R 跳过/dev/stdin 中的行 [英] R skips lines from /dev/stdin
问题描述
我有一个包含数字列表的文件(自己制作:for x in $(seq 10000); do echo $x; done > file
).
I have a file with a list of numbers (make it for yourself: for x in $(seq 10000); do echo $x; done > file
).
$> R -q -e "x <- read.csv('file', header=F); summary(x);"
> x <- read.csv('file', header=F); summary(x);
V1
Min. : 1
1st Qu.: 2501
Median : 5000
Mean : 5000
3rd Qu.: 7500
Max. :10000
现在,人们可能期望 cat
处理文件并从 /dev/stdin
读取具有相同的输出,但事实并非如此:
Now, one might expect cat
ing the file and reading from /dev/stdin
to have the same output, but it does not:
$> cat file | R -q -e "x <- read.csv('/dev/stdin', header=F); summary(x);"
> x <- read.csv('/dev/stdin', header=F); summary(x);
V1
Min. : 1
1st Qu.: 3281
Median : 5520
Mean : 5520
3rd Qu.: 7760
Max. :10000
使用 table(x)
显示跳过了一堆行:
Using table(x)
shows that a bunch of lines were skipped:
1 1042 1043 1044 1045 1046 1047 1048 1049 1050 1051 1052 1053
1 1 1 1 1 1 1 1 1 1 1 1 1
1054 1055 1056 1057 1058 1059 1060 1061 1062 1063 1064 1065 1066
1 1 1 1 1 1 1 1 1 1 1 1 1
...
看起来 R 对 stdin
做了一些有趣的事情,因为这个 Python 将正确打印文件中的所有行:
It looks like R is doing something funny with stdin
, as this Python will properly print all the lines in the file:
cat file | python -c 'with open("/dev/stdin") as f: print f.read()'
<小时>
这个问题似乎相关,但更多的是关于跳过格式错误的 CSV 文件中的行,而我的输入只是一个数字列表.

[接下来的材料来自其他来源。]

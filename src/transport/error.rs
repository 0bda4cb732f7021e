use crate::game::errors::RoomError;
use crate::protocol::ErrorResponse;
use axum::http::StatusCode;
use axum::response::{IntoResponse, Response};
use axum::Json;

#[derive(Debug, thiserror::Error)]
pub enum ApiError {
    #[error("unauthorized")]
    Unauthorized,
    #[error("{0}")]
    BadRequest(String),
    #[error(transparent)]
    Room(#[from] RoomError),
    #[error("internal error")]
    Internal(#[from] anyhow::Error),
}

impl ApiError {
    pub fn status(&self) -> StatusCode {
        match self {
            ApiError::Unauthorized => StatusCode::UNAUTHORIZED,
            ApiError::BadRequest(_) => StatusCode::BAD_REQUEST,
            ApiError::Room(error) => match error {
                RoomError::RoomNotFound(_) | RoomError::UserNotFound { .. } => StatusCode::NOT_FOUND,
                RoomError::RoomFull(_)
                | RoomError::UserAlreadyInRoom(_)
                | RoomError::UserBusy(_)
                | RoomError::NoFreeCell => StatusCode::CONFLICT,
                RoomError::PathUnreachable { .. } | RoomError::InvalidMessage(_) => {
                    StatusCode::UNPROCESSABLE_ENTITY
                }
                RoomError::RoomIdGenerationExhausted { .. } => StatusCode::SERVICE_UNAVAILABLE,
            },
            ApiError::Internal(_) => StatusCode::INTERNAL_SERVER_ERROR,
        }
    }
}

impl IntoResponse for ApiError {
    fn into_response(self) -> Response {
        let status = self.status();
        if status.is_server_error() {
            tracing::warn!(error = %self, "request failed");
        }
        (
            status,
            Json(ErrorResponse {
                ok: false,
                error: self.to_string(),
            }),
        )
            .into_response()
    }
}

This question seems related, but it is more about skipping lines in a malformed CSV file, whereas my input is just a list of numbers.
推荐答案
head --bytes=4K file |tail -n 3
产生这个:
1039
1040
104
这表明 R 在/dev/stdin 上创建了一个大小为 4KB 的输入缓冲区,并在初始化期间填充它.当您的 R 代码随后读取/dev/stdin 时,它会在此时在文件中启动:
This suggests that R creates an input buffer on /dev/stdin, of size 4KB, and fills it during initialisation. When your R code then reads /dev/stdin, it starts in file at this point:
1
1042
1043
...
实际上,如果在文件中将 1041
行替换为 1043
,则 table(x) 中会得到3"而不是1"代码>:
Indeed, if in file you replace the line 1041
by 1043
, you get a "3" instead of "1" in the table(x)
:
3 1042 1043 1044 1045 1046 1047 1048 1049 1050 1051 1052 1053
1 1 1 1 1 1 1 1 1 1 1 1 1
...
table(x)
中的第一个1
实际上是1041
的最后一位.文件的前 4KB 已被吃掉.
The first 1
in table(x)
is actually the last digit of 1041
. The first 4KB of file have been eaten.
这篇关于R 跳过/dev/stdin 中的行的文章就介绍到这了,希望我们推荐的答案对大家有所帮助,也希望大家多多支持IT屋!